-- Data follows --

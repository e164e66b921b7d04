//! Example CLI: aggregates one date's SFT files and prints the report as JSON.

use std::env;

use chrono::NaiveDate;
use sft_sales_report::{AggregateOutcome, DirectoryStore, ReportService};
use tracing_subscriber::EnvFilter;

fn main() -> Result<(), Box<dyn std::error::Error>> {
    tracing_subscriber::fmt()
        .with_env_filter(EnvFilter::try_from_default_env().unwrap_or_else(|_| "info".into()))
        .init();

    let mut args = env::args().skip(1);
    let (Some(root), Some(date)) = (args.next(), args.next()) else {
        println!("Usage: sft-sales-report <reports-root-dir> <YYYY-MM-DD>");
        return Ok(());
    };
    let date = NaiveDate::parse_from_str(&date, "%Y-%m-%d")?;

    let mut service = ReportService::new(DirectoryStore::new(root));
    match service.aggregate(date)? {
        AggregateOutcome::NoFilesFound => {
            println!("No SFT files found for {date}");
        }
        AggregateOutcome::Report(report) => {
            println!("{}", serde_json::to_string_pretty(&report)?);
        }
    }
    Ok(())
}
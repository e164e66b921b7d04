//! Folding a date's per-file parse outcomes into one aggregated report.

use chrono::NaiveDate;

use crate::error::FileError;
use crate::types::{AggregatedReport, FileSummary, ParseOutcome, SalesRecord};

/// Sums every successful outcome into a fresh [`AggregatedReport`].
///
/// A failed file only bumps `files_with_errors` and lands in the error list;
/// it never aborts the fold. The numeric sums are order-independent, while
/// both audit lists preserve input order for human review.
#[must_use]
pub fn aggregate_outcomes(
    date: NaiveDate,
    outcomes: impl IntoIterator<Item = (String, ParseOutcome)>,
) -> AggregatedReport {
    let mut report = AggregatedReport {
        date,
        totals: SalesRecord::default(),
        files_processed: 0,
        files_with_errors: 0,
        processed_files: Vec::new(),
        errors: Vec::new(),
    };

    for (file, outcome) in outcomes {
        match outcome {
            Ok(record) => {
                report.totals.accumulate(&record);
                report.files_processed += 1;
                report.processed_files.push(FileSummary { file, record });
            }
            Err(failure) => {
                report.files_with_errors += 1;
                report.errors.push(FileError::from(&failure));
            }
        }
    }

    report
}

#[cfg(test)]
mod tests {
    use super::*;
    use crate::error::{FailureReason, ParseFailure};
    use crate::types::Money;

    fn dec(value: &str) -> Money {
        value.parse().expect("valid decimal literal")
    }

    fn date() -> NaiveDate {
        NaiveDate::from_ymd_opt(2026, 8, 14).expect("valid date")
    }

    fn record(total: &str, safedrops: i64) -> SalesRecord {
        let mut record = SalesRecord::default();
        record.total_sales = dec(total);
        record.safedrops_count = safedrops;
        record
    }

    #[test]
    fn sums_fields_and_counts() {
        let outcomes = vec![
            ("a.sft".to_string(), Ok(record("100.10", 2))),
            ("b.sft".to_string(), Ok(record("200.15", 3))),
        ];
        let report = aggregate_outcomes(date(), outcomes);
        assert_eq!(report.totals.total_sales, dec("300.25"));
        assert_eq!(report.totals.safedrops_count, 5);
        assert_eq!(report.files_processed, 2);
        assert_eq!(report.files_with_errors, 0);
        assert_eq!(report.processed_files[0].file, "a.sft");
        assert_eq!(report.processed_files[1].file, "b.sft");
    }

    #[test]
    fn sums_are_permutation_independent() {
        let a = ("a.sft".to_string(), Ok(record("10.01", 1)));
        let b = ("b.sft".to_string(), Ok(record("20.02", 2)));
        let c = ("c.sft".to_string(), Ok(record("30.03", 3)));

        let forward = aggregate_outcomes(date(), vec![a.clone(), b.clone(), c.clone()]);
        let backward = aggregate_outcomes(date(), vec![c, b, a]);
        assert_eq!(forward.totals, backward.totals);
        // Audit order still follows input order.
        assert_eq!(forward.processed_files[0].file, "a.sft");
        assert_eq!(backward.processed_files[0].file, "c.sft");
    }

    #[test]
    fn failures_degrade_without_aborting() {
        let outcomes = vec![
            ("one.sft".to_string(), Ok(record("50.00", 0))),
            (
                "two.sft".to_string(),
                Err(ParseFailure {
                    file: "two.sft".to_string(),
                    reason: FailureReason::Unreadable("permission denied".to_string()),
                }),
            ),
            ("three.sft".to_string(), Ok(record("25.00", 1))),
        ];
        let report = aggregate_outcomes(date(), outcomes);
        assert_eq!(report.files_processed, 2);
        assert_eq!(report.files_with_errors, 1);
        assert_eq!(report.totals.total_sales, dec("75.00"));
        assert_eq!(report.errors.len(), 1);
        assert_eq!(report.errors[0].file, "two.sft");
        assert!(report.errors[0].reason.contains("permission denied"));
    }

    #[test]
    fn empty_input_yields_zeroed_report() {
        let report = aggregate_outcomes(date(), Vec::new());
        assert_eq!(report.files_processed, 0);
        assert_eq!(report.files_with_errors, 0);
        assert_eq!(report.totals, SalesRecord::default());
    }
}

-- Data concluded --

Return a copy of each line of the material that holds the word "FileSummary".

use crate::types::{AggregatedReport, FileSummary, ParseOutcome, SalesRecord};
                report.processed_files.push(FileSummary { file, record });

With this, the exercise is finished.